Patent talk for the uninitiated is difficult to understand, so translations from Apple watchers in English that breathed some life into diagrams and descriptions in the patent were highly appreciated.
The patent's abstract stated that "The present application describes various embodiments of systems and methods for providing internal components for portable computing devices having a thin profile. More particularly, the present application describes an electronic accessory device available to extend and expand usefulness of a portable computing device."
One interpretation: Imagine you have your keyboard and screen unit but your iPhone is doing all the work.
Over to AppleInsider: "An Apple patent application published Thursday details a so-called 'thin' portable hardware accessory that boasts the components necessary to act as a laptop surrogate for iPhones and iPads."

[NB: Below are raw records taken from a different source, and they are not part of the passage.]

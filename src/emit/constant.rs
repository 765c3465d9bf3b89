use super::{Converter, Scope};
use crate::comment::BLOCK_CLOSE;
use crate::model::{Comment, Const, Expression};

/// Stand-in for initializers that are not a single literal.
const PLACEHOLDER: &str = "{}";

impl Converter {
    pub(super) fn constant(&self, comment: Option<&Comment>, c: &Const, scope: Scope<'_>) -> String {
        let mut lines = self.open_block(comment);
        lines.extend(scope.member_of());
        lines.push(" * @readonly".to_string());
        lines.push(" * @constant".to_string());
        lines.push(" * @default".to_string());
        lines.push(BLOCK_CLOSE.to_string());

        let value = match &c.value {
            Expression::Literal(text) => text.as_str(),
            Expression::Other(_) => PLACEHOLDER,
        };
        lines.push(format!("var {} = {};", c.name, value));
        lines.extend(scope.namespace_binding(&c.name));
        lines.join("\n")
    }
}
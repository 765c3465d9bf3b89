//! Comment-to-declaration matcher.

use crate::model::{Comment, Declaration};

/// Find the comment documenting `decl`: the first one ending on the line
/// just above the declaration (above its first annotation, if annotated), or
/// on the declaration's own first line.
pub fn comment_for<'c, D>(comments: &[&'c Comment], decl: &D) -> Option<&'c Comment>
where
    D: Declaration + ?Sized,
{
    let start = decl.range().start.line;
    let target = decl
        .annotations()
        .first()
        .map(|annotation| annotation.range.start.line)
        .unwrap_or(start);

    comments.iter().copied().find(|comment| {
        let end = comment.range.end.line;
        end + 1 == target || end == start
    })
}
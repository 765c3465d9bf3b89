//! Declaration parser: a line-oriented reader that turns BrighterScript /
//! BrightScript source into the statement tree of [`crate::model`].
//!
//! Only what the documentation output needs is kept: comments, annotations
//! and declaration headers. Function bodies are skipped by tracking
//! `function`/`end function` nesting.

mod error;
mod line;

pub use error::ParseError;

use crate::model::*;
use line::*;
use regex::Captures;
use tracing::{trace, warn};

/// Parse source text into top-level statements.
pub fn parse(source: &str, mode: ParseMode) -> Result<Vec<Statement>, ParseError> {
    let mut parser = Parser {
        lines: source.lines().collect(),
        pos: 0,
        mode,
        annotations: Vec::new(),
    };
    parser.statements(None)
}

struct Parser<'a> {
    lines: Vec<&'a str>,
    pos: usize,
    mode: ParseMode,
    // Annotations waiting for the declaration below them
    annotations: Vec<Annotation>,
}

/// Block being read and the (0-based) line that opened it.
#[derive(Clone, Copy)]
struct Opened {
    keyword: &'static str,
    line: usize,
}
use brs_jsdoc::{before_parse, BeforeParseEvent, Converter, ParseError, ParseMode, PluginOptions};

/// Strip the common indentation and the surrounding blank lines, so sources
/// and expectations can be written indented inside the test.
fn undent(text: &str) -> String {
    let lines: Vec<&str> = text.lines().map(str::trim_end).collect();
    let first = lines.iter().position(|l| !l.is_empty()).unwrap_or(lines.len());
    let last = lines.iter().rposition(|l| !l.is_empty()).map_or(first, |i| i + 1);
    let lines = &lines[first..last];
    let margin = lines
        .iter()
        .filter(|l| !l.is_empty())
        .map(|l| l.len() - l.trim_start().len())
        .min()
        .unwrap_or(0);
    lines
        .iter()
        .map(|l| if l.is_empty() { *l } else { &l[margin..] })
        .collect::<Vec<_>>()
        .join("\n")
}

fn convert(source: &str) -> String {
    Converter::default()
        .convert(source, ParseMode::BrighterScript, "")
        .unwrap()
}

fn expect_output(actual: &str, expected: &str) {
    assert_eq!(undent(actual), undent(expected));
}

// -- hook --

#[test]
fn hook_rewrites_the_event_source() {
    let mut converter = Converter::default();
    let mut event = BeforeParseEvent {
        filename: "main.bs".to_string(),
        source: r#"
            function main()
                print("Hello, World!")
            end function
        "#
        .to_string(),
    };
    before_parse(&mut converter, &mut event).unwrap();
    assert!(event.source.starts_with("/**\n * @module main\n */"));
    assert!(event.source.contains("function main () { };"));
}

Mikey Campbell further discussed what he thought this was all about.
"Specifically, the IP covers a 'thin' accessory, a kind of 'headless' device that contains traditional laptop hardware like a large display, physical keyboard, GPU, ports and more, but is incapable of functioning without a host. In this case, an iPhone or iPad would slot into the laptop-esque piece of kit to fill the role of CPU."
Gerald Lynch, Associate Editor of TechRadar, noted how "The case would essentially be useless without a smartphone housed inside it." The phone would take on the role of being the CPU core for the shell.
In one embodiment, Campbell said, "the accessory includes a port shaped to accommodate a host iPhone or iPad. Located in the base portion, this slot might also incorporate a communications interface and a means of power transfer, perhaps Lightning or a Smart Connector."
Lynch in TechRadar said, "Communications and shared power between the two devices could be transferred over Lightning or a Smart Connector port, with the iPhone acting as a trackpad with Force Touch haptics."
Tyler Lee in Ubergizmo said the application talked about the smartphone, such as the iPhone, being used to dock inside a slot on the laptop "in which not only would it power the device, but it will also double up as a trackpad for the computer as well."
So what are the chances this patent idea would eventually be advanced to a real product?
AppleInsider suggested we should not hold our breath.
"Considering Apple's stance on portable computing, especially recent advertising campaigns touting iPad as a laptop replacement, it is highly unlikely that today's published application will make its way to market. That said, the invention suggests Apple is, or at least was, mulling an expansion of its iOS device lineup to a point that blurs the line between handheld device and laptop."
Lynch seemed to have a similar verdict. He said, "with the iPad Pro already existing as Apple's halfway home between a mobile and work-focused device, the Cupertino seems to already have the base covered that this curio would be looking to hit."
While it may or may never become a product, Paul Lilly in Hot Hardware said Apple "might be testing the design in some lab in Cupertino, along with other experiments. It's certainly an interesting idea, though."